══ Given data
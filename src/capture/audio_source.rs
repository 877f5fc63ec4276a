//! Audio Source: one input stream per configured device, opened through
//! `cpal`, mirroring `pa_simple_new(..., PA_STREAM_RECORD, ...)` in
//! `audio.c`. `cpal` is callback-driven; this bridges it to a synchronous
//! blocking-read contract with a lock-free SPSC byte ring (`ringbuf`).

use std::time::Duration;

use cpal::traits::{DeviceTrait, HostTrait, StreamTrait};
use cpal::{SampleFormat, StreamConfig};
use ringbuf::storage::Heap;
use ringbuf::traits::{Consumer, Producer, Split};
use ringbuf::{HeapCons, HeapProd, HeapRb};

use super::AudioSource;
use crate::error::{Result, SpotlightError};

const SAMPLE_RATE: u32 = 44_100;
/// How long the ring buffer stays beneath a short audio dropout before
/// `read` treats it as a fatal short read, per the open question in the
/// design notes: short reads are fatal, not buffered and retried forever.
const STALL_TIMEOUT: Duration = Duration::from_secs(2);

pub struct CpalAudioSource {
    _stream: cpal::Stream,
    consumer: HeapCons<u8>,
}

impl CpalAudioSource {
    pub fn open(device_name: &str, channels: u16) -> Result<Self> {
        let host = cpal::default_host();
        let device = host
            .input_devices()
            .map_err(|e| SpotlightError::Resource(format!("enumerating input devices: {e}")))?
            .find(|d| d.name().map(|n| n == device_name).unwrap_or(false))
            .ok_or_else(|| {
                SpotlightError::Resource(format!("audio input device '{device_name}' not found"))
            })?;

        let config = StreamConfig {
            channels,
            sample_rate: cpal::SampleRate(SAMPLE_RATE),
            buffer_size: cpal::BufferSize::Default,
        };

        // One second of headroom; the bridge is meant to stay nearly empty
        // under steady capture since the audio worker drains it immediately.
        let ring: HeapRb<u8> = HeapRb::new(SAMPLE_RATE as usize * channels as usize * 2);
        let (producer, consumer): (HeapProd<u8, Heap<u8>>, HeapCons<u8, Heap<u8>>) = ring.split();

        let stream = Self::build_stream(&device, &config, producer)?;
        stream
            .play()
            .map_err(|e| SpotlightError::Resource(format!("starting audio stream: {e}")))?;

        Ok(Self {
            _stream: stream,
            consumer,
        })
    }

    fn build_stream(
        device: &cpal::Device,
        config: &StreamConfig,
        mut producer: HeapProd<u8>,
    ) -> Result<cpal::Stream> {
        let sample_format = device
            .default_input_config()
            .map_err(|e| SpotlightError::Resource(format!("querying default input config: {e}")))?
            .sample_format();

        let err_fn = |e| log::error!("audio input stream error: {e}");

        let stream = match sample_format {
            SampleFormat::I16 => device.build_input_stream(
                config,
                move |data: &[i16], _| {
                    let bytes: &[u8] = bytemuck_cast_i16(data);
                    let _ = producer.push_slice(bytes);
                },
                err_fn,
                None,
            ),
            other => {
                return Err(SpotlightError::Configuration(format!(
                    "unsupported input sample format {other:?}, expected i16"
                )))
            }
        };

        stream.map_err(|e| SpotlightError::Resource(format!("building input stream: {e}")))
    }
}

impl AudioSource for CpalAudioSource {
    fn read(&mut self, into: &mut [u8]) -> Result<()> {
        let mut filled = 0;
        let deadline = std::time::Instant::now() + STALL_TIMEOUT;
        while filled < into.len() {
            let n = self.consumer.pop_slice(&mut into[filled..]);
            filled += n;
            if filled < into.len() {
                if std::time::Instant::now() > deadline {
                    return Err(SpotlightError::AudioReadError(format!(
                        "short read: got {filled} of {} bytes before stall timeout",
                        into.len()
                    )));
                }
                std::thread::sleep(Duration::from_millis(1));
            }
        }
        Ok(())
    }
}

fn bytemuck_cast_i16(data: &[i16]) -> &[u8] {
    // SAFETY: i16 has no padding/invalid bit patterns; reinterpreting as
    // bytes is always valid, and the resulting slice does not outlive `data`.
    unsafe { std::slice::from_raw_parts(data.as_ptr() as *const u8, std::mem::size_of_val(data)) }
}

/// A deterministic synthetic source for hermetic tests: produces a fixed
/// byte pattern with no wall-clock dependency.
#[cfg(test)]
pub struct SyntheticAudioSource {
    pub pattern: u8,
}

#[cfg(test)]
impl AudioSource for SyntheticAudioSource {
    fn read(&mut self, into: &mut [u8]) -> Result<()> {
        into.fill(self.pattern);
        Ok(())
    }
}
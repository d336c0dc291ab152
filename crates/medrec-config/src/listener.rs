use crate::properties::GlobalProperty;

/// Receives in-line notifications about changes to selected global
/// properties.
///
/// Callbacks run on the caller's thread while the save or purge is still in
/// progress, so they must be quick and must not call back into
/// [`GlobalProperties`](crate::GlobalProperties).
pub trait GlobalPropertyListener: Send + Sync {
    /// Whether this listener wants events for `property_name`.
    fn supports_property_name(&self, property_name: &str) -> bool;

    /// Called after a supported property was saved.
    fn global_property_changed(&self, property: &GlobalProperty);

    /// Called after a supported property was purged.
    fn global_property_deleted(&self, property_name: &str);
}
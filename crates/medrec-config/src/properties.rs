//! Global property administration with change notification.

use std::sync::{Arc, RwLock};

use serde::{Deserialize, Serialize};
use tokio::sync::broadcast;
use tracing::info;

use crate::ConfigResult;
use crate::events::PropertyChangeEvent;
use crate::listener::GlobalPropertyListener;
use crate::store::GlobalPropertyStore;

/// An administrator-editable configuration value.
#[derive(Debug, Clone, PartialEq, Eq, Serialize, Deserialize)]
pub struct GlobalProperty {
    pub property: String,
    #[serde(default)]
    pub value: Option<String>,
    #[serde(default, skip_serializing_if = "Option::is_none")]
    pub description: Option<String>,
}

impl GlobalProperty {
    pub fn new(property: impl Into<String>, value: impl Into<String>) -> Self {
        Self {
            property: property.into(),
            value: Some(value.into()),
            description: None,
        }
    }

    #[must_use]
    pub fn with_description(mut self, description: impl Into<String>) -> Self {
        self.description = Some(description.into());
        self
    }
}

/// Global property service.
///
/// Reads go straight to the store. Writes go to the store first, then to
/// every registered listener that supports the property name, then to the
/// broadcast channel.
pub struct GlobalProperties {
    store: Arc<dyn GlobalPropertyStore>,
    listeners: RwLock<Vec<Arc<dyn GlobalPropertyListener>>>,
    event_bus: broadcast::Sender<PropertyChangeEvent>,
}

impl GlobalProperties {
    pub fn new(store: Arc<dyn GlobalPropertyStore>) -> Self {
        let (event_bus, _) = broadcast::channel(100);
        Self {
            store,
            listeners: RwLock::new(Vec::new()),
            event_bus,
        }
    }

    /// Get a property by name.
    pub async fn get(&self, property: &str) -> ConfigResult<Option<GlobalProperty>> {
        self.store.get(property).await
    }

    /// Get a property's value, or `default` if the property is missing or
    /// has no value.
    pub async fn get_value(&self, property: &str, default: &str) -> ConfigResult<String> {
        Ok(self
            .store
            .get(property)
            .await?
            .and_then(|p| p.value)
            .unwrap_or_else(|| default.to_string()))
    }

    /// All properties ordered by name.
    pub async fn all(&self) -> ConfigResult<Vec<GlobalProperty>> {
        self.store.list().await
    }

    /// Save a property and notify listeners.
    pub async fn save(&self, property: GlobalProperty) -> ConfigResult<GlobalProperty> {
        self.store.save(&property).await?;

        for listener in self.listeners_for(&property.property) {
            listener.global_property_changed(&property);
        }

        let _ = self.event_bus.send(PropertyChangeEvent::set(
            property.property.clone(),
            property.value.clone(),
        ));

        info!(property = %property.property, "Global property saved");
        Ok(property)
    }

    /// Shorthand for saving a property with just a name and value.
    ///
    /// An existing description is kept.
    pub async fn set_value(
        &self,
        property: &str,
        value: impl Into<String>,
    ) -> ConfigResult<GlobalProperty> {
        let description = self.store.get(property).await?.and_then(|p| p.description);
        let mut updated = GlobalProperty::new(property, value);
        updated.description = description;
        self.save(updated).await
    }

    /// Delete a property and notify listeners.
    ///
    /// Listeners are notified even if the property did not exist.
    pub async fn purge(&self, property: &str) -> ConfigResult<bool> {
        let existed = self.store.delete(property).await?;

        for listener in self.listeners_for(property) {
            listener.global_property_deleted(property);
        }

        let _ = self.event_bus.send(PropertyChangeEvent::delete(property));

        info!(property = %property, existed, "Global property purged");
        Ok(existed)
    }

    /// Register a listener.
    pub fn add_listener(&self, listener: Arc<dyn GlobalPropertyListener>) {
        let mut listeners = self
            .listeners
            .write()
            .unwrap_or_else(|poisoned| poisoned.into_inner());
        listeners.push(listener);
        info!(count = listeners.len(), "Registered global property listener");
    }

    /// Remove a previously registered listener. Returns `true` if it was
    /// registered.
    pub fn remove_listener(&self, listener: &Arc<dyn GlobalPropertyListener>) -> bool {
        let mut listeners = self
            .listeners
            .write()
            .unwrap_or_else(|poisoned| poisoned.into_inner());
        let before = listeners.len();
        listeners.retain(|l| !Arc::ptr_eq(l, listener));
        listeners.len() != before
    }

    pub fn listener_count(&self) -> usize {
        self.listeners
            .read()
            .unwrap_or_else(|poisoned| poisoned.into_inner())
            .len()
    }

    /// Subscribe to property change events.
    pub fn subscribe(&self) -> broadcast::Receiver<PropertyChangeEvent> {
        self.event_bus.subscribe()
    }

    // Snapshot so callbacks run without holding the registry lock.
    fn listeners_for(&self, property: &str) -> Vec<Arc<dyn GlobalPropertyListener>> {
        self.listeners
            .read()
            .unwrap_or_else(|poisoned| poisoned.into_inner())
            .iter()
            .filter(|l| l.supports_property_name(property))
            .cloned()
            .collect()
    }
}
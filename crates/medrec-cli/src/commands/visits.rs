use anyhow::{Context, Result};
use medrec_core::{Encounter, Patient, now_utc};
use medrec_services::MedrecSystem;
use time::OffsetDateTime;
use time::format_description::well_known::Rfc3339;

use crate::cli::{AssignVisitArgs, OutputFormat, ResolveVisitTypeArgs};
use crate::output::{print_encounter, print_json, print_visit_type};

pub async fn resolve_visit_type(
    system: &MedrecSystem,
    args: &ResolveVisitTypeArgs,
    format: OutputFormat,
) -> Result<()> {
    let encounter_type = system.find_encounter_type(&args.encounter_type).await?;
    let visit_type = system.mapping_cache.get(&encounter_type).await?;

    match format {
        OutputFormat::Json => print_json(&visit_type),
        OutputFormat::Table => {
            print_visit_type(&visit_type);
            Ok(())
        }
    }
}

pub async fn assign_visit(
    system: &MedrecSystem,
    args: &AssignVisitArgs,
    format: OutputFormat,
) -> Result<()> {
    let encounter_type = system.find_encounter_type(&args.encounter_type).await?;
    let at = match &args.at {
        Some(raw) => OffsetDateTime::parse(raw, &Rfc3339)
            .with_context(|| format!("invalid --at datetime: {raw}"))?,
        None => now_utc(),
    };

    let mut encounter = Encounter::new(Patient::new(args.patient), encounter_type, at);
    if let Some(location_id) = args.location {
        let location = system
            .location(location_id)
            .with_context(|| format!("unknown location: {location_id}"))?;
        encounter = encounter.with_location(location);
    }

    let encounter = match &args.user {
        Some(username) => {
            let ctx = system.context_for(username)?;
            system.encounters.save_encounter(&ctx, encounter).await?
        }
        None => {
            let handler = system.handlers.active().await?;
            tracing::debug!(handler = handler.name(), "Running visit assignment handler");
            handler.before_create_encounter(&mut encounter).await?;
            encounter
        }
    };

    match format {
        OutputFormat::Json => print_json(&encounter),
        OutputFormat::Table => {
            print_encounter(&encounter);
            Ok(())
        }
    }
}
════
══ Given data
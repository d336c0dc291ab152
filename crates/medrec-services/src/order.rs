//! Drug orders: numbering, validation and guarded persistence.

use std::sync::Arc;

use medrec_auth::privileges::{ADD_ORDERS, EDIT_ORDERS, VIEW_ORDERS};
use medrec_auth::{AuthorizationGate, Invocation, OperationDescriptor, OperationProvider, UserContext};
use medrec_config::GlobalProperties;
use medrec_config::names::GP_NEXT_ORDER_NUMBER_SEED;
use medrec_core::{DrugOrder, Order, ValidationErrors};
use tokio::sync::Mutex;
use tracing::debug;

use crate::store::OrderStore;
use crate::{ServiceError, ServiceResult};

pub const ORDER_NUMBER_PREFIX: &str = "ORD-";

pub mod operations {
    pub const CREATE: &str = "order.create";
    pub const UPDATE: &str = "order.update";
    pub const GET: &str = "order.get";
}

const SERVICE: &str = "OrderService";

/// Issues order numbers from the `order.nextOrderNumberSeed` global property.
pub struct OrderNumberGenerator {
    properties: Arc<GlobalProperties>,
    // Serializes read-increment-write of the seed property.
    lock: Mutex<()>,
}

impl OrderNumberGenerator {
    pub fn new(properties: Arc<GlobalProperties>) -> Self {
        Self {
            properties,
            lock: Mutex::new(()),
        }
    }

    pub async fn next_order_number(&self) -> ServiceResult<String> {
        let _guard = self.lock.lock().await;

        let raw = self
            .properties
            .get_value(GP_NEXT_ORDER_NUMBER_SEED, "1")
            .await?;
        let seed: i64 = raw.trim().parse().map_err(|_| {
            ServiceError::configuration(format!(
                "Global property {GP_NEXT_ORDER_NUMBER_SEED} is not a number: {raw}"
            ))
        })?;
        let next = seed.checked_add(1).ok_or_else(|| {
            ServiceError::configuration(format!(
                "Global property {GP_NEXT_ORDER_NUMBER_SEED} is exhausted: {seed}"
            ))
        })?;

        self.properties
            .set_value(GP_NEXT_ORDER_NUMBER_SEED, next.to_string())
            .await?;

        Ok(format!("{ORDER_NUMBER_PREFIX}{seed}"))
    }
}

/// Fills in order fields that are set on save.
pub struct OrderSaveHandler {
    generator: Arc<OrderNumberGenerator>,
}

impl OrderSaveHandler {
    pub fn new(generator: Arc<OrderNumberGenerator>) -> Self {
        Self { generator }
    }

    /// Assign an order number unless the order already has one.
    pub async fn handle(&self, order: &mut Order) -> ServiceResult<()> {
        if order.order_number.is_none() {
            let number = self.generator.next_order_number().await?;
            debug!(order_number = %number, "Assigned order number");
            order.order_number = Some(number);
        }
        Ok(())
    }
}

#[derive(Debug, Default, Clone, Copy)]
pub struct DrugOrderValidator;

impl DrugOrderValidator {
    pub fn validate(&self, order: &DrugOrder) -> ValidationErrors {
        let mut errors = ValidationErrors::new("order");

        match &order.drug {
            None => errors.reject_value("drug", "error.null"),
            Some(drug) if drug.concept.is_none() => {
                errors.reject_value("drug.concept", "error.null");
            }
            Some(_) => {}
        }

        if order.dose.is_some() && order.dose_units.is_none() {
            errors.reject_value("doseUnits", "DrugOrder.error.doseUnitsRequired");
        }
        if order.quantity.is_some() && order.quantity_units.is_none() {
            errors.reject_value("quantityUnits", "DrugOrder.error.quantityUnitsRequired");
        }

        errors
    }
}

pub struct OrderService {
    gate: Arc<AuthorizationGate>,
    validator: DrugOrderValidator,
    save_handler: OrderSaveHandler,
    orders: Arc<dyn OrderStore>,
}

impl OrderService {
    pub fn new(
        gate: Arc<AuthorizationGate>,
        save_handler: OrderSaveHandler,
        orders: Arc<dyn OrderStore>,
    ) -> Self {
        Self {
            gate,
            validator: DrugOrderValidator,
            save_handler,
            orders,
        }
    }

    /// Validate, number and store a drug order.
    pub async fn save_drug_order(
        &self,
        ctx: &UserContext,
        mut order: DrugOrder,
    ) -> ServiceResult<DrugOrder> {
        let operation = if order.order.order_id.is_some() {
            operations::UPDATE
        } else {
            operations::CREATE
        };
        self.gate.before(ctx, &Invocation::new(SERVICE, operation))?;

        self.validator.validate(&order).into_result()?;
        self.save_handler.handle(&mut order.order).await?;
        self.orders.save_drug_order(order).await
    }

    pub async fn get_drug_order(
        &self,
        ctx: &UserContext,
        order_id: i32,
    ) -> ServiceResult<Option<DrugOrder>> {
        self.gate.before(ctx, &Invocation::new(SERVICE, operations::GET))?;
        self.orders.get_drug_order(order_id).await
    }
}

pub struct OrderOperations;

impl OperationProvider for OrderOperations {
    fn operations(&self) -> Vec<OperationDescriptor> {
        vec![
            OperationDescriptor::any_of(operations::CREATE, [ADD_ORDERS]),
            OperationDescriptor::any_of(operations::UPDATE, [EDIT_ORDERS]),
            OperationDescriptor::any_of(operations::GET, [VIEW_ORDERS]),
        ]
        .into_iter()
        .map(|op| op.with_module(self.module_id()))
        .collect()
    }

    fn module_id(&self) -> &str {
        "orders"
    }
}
════
══ Given data
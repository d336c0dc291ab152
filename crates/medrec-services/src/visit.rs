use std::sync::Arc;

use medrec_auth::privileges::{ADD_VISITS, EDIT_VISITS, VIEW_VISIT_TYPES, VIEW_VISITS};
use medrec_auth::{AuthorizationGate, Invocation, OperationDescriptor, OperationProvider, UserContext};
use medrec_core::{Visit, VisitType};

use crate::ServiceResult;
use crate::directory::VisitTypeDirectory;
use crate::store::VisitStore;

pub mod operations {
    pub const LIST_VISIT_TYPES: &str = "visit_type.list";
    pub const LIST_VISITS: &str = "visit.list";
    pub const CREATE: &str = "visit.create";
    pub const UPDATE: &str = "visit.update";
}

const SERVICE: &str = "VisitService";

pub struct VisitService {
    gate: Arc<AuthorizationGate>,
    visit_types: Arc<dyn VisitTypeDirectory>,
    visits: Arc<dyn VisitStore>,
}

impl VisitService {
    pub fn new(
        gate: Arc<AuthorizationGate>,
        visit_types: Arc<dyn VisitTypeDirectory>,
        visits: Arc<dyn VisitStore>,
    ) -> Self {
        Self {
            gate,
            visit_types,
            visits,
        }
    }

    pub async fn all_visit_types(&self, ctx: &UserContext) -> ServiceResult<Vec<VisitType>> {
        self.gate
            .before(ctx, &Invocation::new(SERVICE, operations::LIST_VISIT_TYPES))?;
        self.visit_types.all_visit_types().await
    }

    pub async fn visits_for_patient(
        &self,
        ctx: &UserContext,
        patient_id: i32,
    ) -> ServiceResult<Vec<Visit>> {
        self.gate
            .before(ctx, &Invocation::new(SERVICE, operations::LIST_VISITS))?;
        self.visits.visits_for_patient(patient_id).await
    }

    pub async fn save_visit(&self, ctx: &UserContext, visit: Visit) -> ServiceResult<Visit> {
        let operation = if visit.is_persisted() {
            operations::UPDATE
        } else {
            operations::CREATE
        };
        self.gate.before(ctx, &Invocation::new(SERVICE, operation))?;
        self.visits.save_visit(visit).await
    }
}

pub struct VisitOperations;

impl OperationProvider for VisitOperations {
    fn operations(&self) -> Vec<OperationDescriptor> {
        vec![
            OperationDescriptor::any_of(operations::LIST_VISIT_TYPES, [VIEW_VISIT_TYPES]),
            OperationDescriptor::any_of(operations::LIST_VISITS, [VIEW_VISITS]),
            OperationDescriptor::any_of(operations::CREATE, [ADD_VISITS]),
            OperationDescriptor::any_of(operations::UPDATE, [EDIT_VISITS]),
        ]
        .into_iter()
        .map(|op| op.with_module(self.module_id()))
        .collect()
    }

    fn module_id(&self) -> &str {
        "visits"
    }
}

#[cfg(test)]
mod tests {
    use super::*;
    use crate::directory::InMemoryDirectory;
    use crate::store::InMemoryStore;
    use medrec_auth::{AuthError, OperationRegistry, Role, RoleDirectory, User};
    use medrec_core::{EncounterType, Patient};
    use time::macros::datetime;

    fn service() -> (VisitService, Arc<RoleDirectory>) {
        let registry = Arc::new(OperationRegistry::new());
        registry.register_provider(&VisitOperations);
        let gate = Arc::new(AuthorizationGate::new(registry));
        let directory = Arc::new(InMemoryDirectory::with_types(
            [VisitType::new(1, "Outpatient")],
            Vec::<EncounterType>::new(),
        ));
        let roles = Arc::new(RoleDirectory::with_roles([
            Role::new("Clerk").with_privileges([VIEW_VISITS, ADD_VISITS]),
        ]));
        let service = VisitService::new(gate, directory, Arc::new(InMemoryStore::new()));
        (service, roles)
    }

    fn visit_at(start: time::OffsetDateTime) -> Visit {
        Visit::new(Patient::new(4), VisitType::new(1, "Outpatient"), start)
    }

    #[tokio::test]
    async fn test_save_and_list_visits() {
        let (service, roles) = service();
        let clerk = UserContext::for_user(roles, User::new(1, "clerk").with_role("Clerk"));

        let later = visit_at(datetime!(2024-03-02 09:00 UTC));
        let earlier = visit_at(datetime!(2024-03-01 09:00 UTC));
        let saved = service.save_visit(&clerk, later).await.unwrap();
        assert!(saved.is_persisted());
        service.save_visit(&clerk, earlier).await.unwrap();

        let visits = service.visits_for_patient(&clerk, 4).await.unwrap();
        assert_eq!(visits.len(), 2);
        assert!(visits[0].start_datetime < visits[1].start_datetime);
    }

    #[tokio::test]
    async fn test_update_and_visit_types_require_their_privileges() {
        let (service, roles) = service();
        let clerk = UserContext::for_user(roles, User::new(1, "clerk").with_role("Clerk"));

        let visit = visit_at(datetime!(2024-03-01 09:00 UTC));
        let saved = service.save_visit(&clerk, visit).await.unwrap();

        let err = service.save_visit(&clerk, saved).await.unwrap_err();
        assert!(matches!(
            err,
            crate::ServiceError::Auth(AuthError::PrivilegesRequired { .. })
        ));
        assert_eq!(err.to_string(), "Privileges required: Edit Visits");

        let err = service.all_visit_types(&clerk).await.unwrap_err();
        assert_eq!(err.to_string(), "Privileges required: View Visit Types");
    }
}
════
Work order: Which lines in the material above include the string "Mutex"? Pull them out.

Answer box:
use tokio::sync::Mutex;
    lock: Mutex<()>,
            lock: Mutex::new(()),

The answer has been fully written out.